For those of you familiar with Marcus Luttrell’s book, you might have a few problems with some embellishments, but overall the movie does a very good job of paying honorary tribute to those dead (and one living) heroes. Never going too far off into the unrealistic extreme, but sticking pretty closely to the actual events and portraying these men as the indomitable fighting force known as the Navy SEALS. With stunning video, audio and even a decent set of extras, this is a must watch and even a great own for those of you who love watching combat movies. Highly recommended.



*Additional Information:*

Starring: Mark Wahlberg, Ben Foster, Eric Bana
Directed by: Peter Berg
Written by: Peter Berg (Screenplay0 Marcus Luttrell (book)
Aspect Ratio: 2.40:1 AVC
Audio: English: DTS-HD MA 5.1, English 2.0 and Spanish DTS 5.1
Studio: Universal Studos
Rated: R
Runtime: 121 Minutes
Blu-ray Release Date: June 3rd, 2014


*Buy Lone Survivor Blu-ray on Amazon*



*Recommendation: Highly Recommended​*







More about Mike


----------



## B- one (Jan 13, 2013)

Thanks for the review Mike! Now I may have to this one on release day after this and other positive reviews.


----------



## Dwight Angus (Dec 17, 2007)

Great review Mike. Its on my list


----------



## tripplej (Oct 23, 2011)

Thanks for the review. I wanted to see this after seeing the trailer in the theater but never got the time. I heard the book was worth reading and to see the movie afterwords. I will check this movie out as well as read the book. Thanks.


----------



## BeeMan458 (Nov 25, 2012)

We're on the Amazon pre-order list as it's slated for delivered release on Tuesday, 03Jun14: delivered, Prime, $19.34.


----------



## hyghwayman (Jan 15, 2008)

Nice review! Been wanting to this one for a long time it seems as I refuse to venture away from my LRT to watch movies these days! 
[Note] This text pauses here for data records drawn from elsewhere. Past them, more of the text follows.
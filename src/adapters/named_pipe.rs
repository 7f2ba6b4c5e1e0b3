//! Named-pipe adapter (cTrader-style).
//!
//! The cTrader cBot exposes two channels, modeled here as Unix sockets: a
//! status pipe streaming a full JSON account snapshot on an interval
//! (default 1s), and a commands pipe answering one JSON request with one
//! JSON response (PAUSE / RESUME / CLOSE_ALL / CLOSE_POSITION / STATUS plus
//! the engine's OPEN extension).
//!
//! cTrader emits no discrete trade events, so when this adapter fronts a
//! leader account the receive loop diffs consecutive snapshots: a position
//! appearing becomes an open event, a position disappearing becomes a close.

use std::collections::HashMap;
use std::path::PathBuf;
use std::sync::{Arc, Mutex};

use async_trait::async_trait;
use tokio::io::{AsyncBufReadExt, AsyncWriteExt, BufReader};
use tokio::net::UnixStream;
use tokio::sync::mpsc;
use tracing::{debug, info, warn};

use crate::errors::TransportError;
use crate::models::{
    AccountSnapshot, BrokerPosition, CommandResponse, CopyCommand, Platform, TradeEvent,
    TradeEventKind,
};
use crate::protocol::{command_to_pipe_request, PipeRequest, PipeResponse};

use super::{ConnectionHealth, PlatformAdapter};

#[derive(Debug, Clone)]
pub struct NamedPipeConfig {
    /// Socket path of the streaming snapshot channel
    pub status_pipe: PathBuf,

    /// Socket path of the request/response command channel
    pub command_pipe: PathBuf,
}

pub struct NamedPipeAdapter {
    account_id: String,
    config: NamedPipeConfig,
    health: Arc<ConnectionHealth>,
    subscriber: Mutex<Option<mpsc::Sender<TradeEvent>>>,

    /// Latest snapshot seen on the status pipe
    last_snapshot: Mutex<Option<AccountSnapshot>>,

    /// leader ticket -> follower position id, learned from snapshot comment
    /// tags and open replies; lets close commands address the right position
    copied_positions: Mutex<HashMap<i64, i64>>,
}

impl NamedPipeAdapter {
    pub fn new(account_id: &str, config: NamedPipeConfig) -> Arc<Self> {
        Arc::new(Self {
            account_id: account_id.to_string(),
            config,
            health: ConnectionHealth::new(),
            subscriber: Mutex::new(None),
            last_snapshot: Mutex::new(None),
            copied_positions: Mutex::new(HashMap::new()),
        })
    }

    async fn pipe_round_trip(&self, request: &PipeRequest) -> Result<PipeResponse, TransportError> {
        let stream = UnixStream::connect(&self.config.command_pipe)
            .await
            .map_err(|e| {
                TransportError::ConnectFailed(format!(
                    "{}: {e}",
                    self.config.command_pipe.display()
                ))
            })?;

        let mut stream = BufReader::new(stream);
        let mut line = serde_json::to_string(request)
            .map_err(|e| TransportError::ProtocolMismatch(format!("encode: {e}")))?;
        line.push('\n');
        stream.get_mut().write_all(line.as_bytes()).await?;

        let mut reply = String::new();
        let n = stream.read_line(&mut reply).await?;
        if n == 0 {
            return Err(TransportError::ConnectFailed(
                "command pipe closed before reply".to_string(),
            ));
        }

        self.health.touch();
        serde_json::from_str(reply.trim())
            .map_err(|e| TransportError::ProtocolMismatch(format!("decode: {e}")))
    }

    fn remember_copied_positions(&self, snapshot: &AccountSnapshot) {
        let mut map = self
            .copied_positions
            .lock()
            .expect("position map lock poisoned");
        for (leader_ticket, pos) in snapshot.copied_positions() {
            map.insert(leader_ticket, pos.ticket);
        }
    }

    /// Synthesize open/close events from two consecutive snapshots.
    fn diff_snapshots(
        &self,
        previous: &HashMap<i64, BrokerPosition>,
        snapshot: &AccountSnapshot,
    ) -> Vec<TradeEvent> {
        let mut events = Vec::new();

        for pos in &snapshot.positions {
            if !previous.contains_key(&pos.ticket) {
                events.push(TradeEvent {
                    leader_ticket: pos.ticket,
                    symbol: pos.symbol.clone(),
                    action: pos.action,
                    kind: TradeEventKind::Open,
                    volume: pos.volume,
                    price: pos.price_open,
                    profit: None,
                    magic: pos.magic,
                    timestamp: snapshot.timestamp,
                    source_account_id: self.account_id.clone(),
                });
            }
        }

        let open_tickets: std::collections::HashSet<i64> =
            snapshot.positions.iter().map(|p| p.ticket).collect();
        for (ticket, pos) in previous {
            if !open_tickets.contains(ticket) {
                events.push(TradeEvent {
                    leader_ticket: *ticket,
                    symbol: pos.symbol.clone(),
                    action: pos.action,
                    kind: TradeEventKind::Close,
                    volume: pos.volume,
                    price: pos.price_open,
                    profit: Some(pos.profit),
                    magic: pos.magic,
                    timestamp: snapshot.timestamp,
                    source_account_id: self.account_id.clone(),
                });
            }
        }

        events
    }
}

#[async_trait]
impl PlatformAdapter for NamedPipeAdapter {
    fn platform(&self) -> Platform {
        Platform::Ctrader
    }

    fn account_id(&self) -> &str {
        &self.account_id
    }

    async fn connect(&self) -> Result<(), TransportError> {
        // Probe the command pipe; the status pipe is owned by the event loop
        let probe = PipeRequest {
            action: crate::protocol::PipeAction::Status,
            position_id: None,
            symbol: None,
            side: None,
            volume: None,
            comment: None,
        };
        let resp = self.pipe_round_trip(&probe).await?;
        if !resp.success {
            return Err(TransportError::ConnectFailed(
                resp.error.unwrap_or_else(|| "status probe refused".to_string()),
            ));
        }

        self.health.mark_connected();
        info!(account = %self.account_id, pipe = %self.config.command_pipe.display(), "named pipe connected");
        Ok(())
    }

    fn subscribe(&self, tx: mpsc::Sender<TradeEvent>) {
        *self.subscriber.lock().expect("subscriber lock poisoned") = Some(tx);
    }

    async fn run_event_loop(&self) -> Result<(), TransportError> {
        let stream = UnixStream::connect(&self.config.status_pipe)
            .await
            .map_err(|e| {
                TransportError::ConnectFailed(format!("{}: {e}", self.config.status_pipe.display()))
            })?;

        self.health.mark_connected();
        debug!(account = %self.account_id, pipe = %self.config.status_pipe.display(), "listening for snapshots");

        // First snapshot is the baseline; pre-existing positions belong to
        // reconciliation, not the event stream.
        let mut previous: Option<HashMap<i64, BrokerPosition>> = None;

        let mut lines = BufReader::new(stream).lines();
        loop {
            let line = match lines.next_line().await? {
                Some(line) => line,
                None => {
                    self.health.mark_disconnected();
                    return Err(TransportError::ConnectFailed(
                        "status pipe closed by peer".to_string(),
                    ));
                }
            };

            if line.trim().is_empty() {
                continue;
            }

            let snapshot: AccountSnapshot = match serde_json::from_str(line.trim()) {
                Ok(s) => s,
                Err(e) => {
                    warn!(account = %self.account_id, error = %e, "dropping malformed snapshot");
                    continue;
                }
            };

            self.health.touch();
            self.remember_copied_positions(&snapshot);

            let events = match &previous {
                Some(prev) => self.diff_snapshots(prev, &snapshot),
                None => Vec::new(),
            };

            previous = Some(
                snapshot
                    .positions
                    .iter()
                    .map(|p| (p.ticket, p.clone()))
                    .collect(),
            );
            *self
                .last_snapshot
                .lock()
                .expect("snapshot lock poisoned") = Some(snapshot);

            let tx = self
                .subscriber
                .lock()
                .expect("subscriber lock poisoned")
                .clone();
            if let Some(tx) = tx {
                for event in events {
                    if tx.send(event).await.is_err() {
                        return Ok(());
                    }
                }
            }
        }
    }

    async fn send_command(&self, cmd: &CopyCommand) -> Result<CommandResponse, TransportError> {
        let position_id = self
            .copied_positions
            .lock()
            .expect("position map lock poisoned")
            .get(&cmd.leader_ticket)
            .copied();

        let request = command_to_pipe_request(cmd, position_id);
        let response = self.pipe_round_trip(&request).await?;

        if response.success && cmd.kind == TradeEventKind::Open {
            if let Some(opened) = response.position_id {
                self.copied_positions
                    .lock()
                    .expect("position map lock poisoned")
                    .insert(cmd.leader_ticket, opened);
            }
        }

        Ok(response.into())
    }

    async fn account_snapshot(&self) -> Result<AccountSnapshot, TransportError> {
        // Prefer the streamed snapshot; fall back to a status query when the
        // event loop has not produced one yet.
        if let Some(snap) = self
            .last_snapshot
            .lock()
            .expect("snapshot lock poisoned")
            .clone()
        {
            return Ok(snap);
        }

        let probe = PipeRequest {
            action: crate::protocol::PipeAction::Status,
            position_id: None,
            symbol: None,
            side: None,
            volume: None,
            comment: None,
        };
        let resp = self.pipe_round_trip(&probe).await?;
        if !resp.success {
            return Err(TransportError::ProtocolMismatch(
                resp.error.unwrap_or_else(|| "status query refused".to_string()),
            ));
        }

        self.last_snapshot
            .lock()
            .expect("snapshot lock poisoned")
            .clone()
            .ok_or_else(|| {
                TransportError::ProtocolMismatch("no snapshot available yet".to_string())
            })
    }

    async fn disconnect(&self) {
        self.health.mark_disconnected();
        info!(account = %self.account_id, "named pipe disconnected");
    }

    fn health(&self) -> Arc<ConnectionHealth> {
        self.health.clone()
    }
}
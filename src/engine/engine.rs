//! Dispatch core: fans one leader event out to every active follower.
//!
//! Events for a group arrive on one bounded channel and are processed
//! strictly in arrival order; fan-out inside one event runs follower by
//! follower so a group's command stream stays ordered per terminal. One
//! follower failing never blocks the others, it is recorded and skipped.

use std::collections::{HashMap, HashSet};
use std::sync::Arc;
use std::time::Instant;

use anyhow::{Context, Result};
use chrono::Utc;
use rust_decimal::Decimal;
use tokio::sync::RwLock;
use tokio::time::timeout;
use tracing::{debug, info, warn};
use uuid::Uuid;

use crate::activity::{ActivityLog, StatImpact};
use crate::adapters::AdapterRegistry;
use crate::config::CopierConfig;
use crate::db::Database;
use crate::errors::{ConfigError, CopyExecutionError, TransportError};
use crate::license::LicenseManager;
use crate::models::{
    ActivityKind, ActivityStatus, CopierActivityEntry, CopierGroup, CopyCommand, FollowerStatus,
    GroupStatus, TradeEvent, TradeEventKind,
};

use super::hedge::HedgeHealth;
use super::transform::{transform_event, SkipReason, TransformOutcome};

/// Outcome of one follower's share of an event.
#[derive(Debug, Clone)]
pub enum DispatchOutcome {
    Copied { ticket: Option<i64>, latency_ms: u64 },
    Skipped(SkipReason),
    Duplicate,
    DryRun,
    Failed(String),
}

#[derive(Debug, Clone)]
pub struct DispatchRecord {
    pub follower_id: String,
    pub outcome: DispatchOutcome,
}

/// The copier engine. Holds group configuration, the duplicate-delivery
/// guard and the wiring to adapters, license gate and activity log.
pub struct CopierEngine {
    config: CopierConfig,
    db: Arc<Database>,
    license: Arc<LicenseManager>,
    adapters: Arc<AdapterRegistry>,
    activity: Arc<ActivityLog>,
    groups: RwLock<HashMap<String, CopierGroup>>,
    seen: RwLock<HashSet<(String, String, i64)>>,
}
That Amazon prime price looks real nice, thanks :daydream:


----------



## BeeMan458 (Nov 25, 2012)

hyghwayman said:


> That Amazon prime price looks real nice, thanks :daydream:


...:bigsmile:


----------



## Mike Edwards (Mar 10, 2011)

amazon prime is a blessing and a curse. blessing that I get awesome speed on items, but a curse because it feeds my already bad self control when I see something cheap. can we say "impulse purchase?


----------



## JBrax (Oct 13, 2011)

Mike Edwards said:


> amazon prime is a blessing and a curse. blessing that I get awesome speed on items, but a cruse because it feeds my already bad self control when I see something cheap. can we say "impulse purchase?


^^^ +1


----------



## BeeMan458 (Nov 25, 2012)

But look at all the time and money you're saving. 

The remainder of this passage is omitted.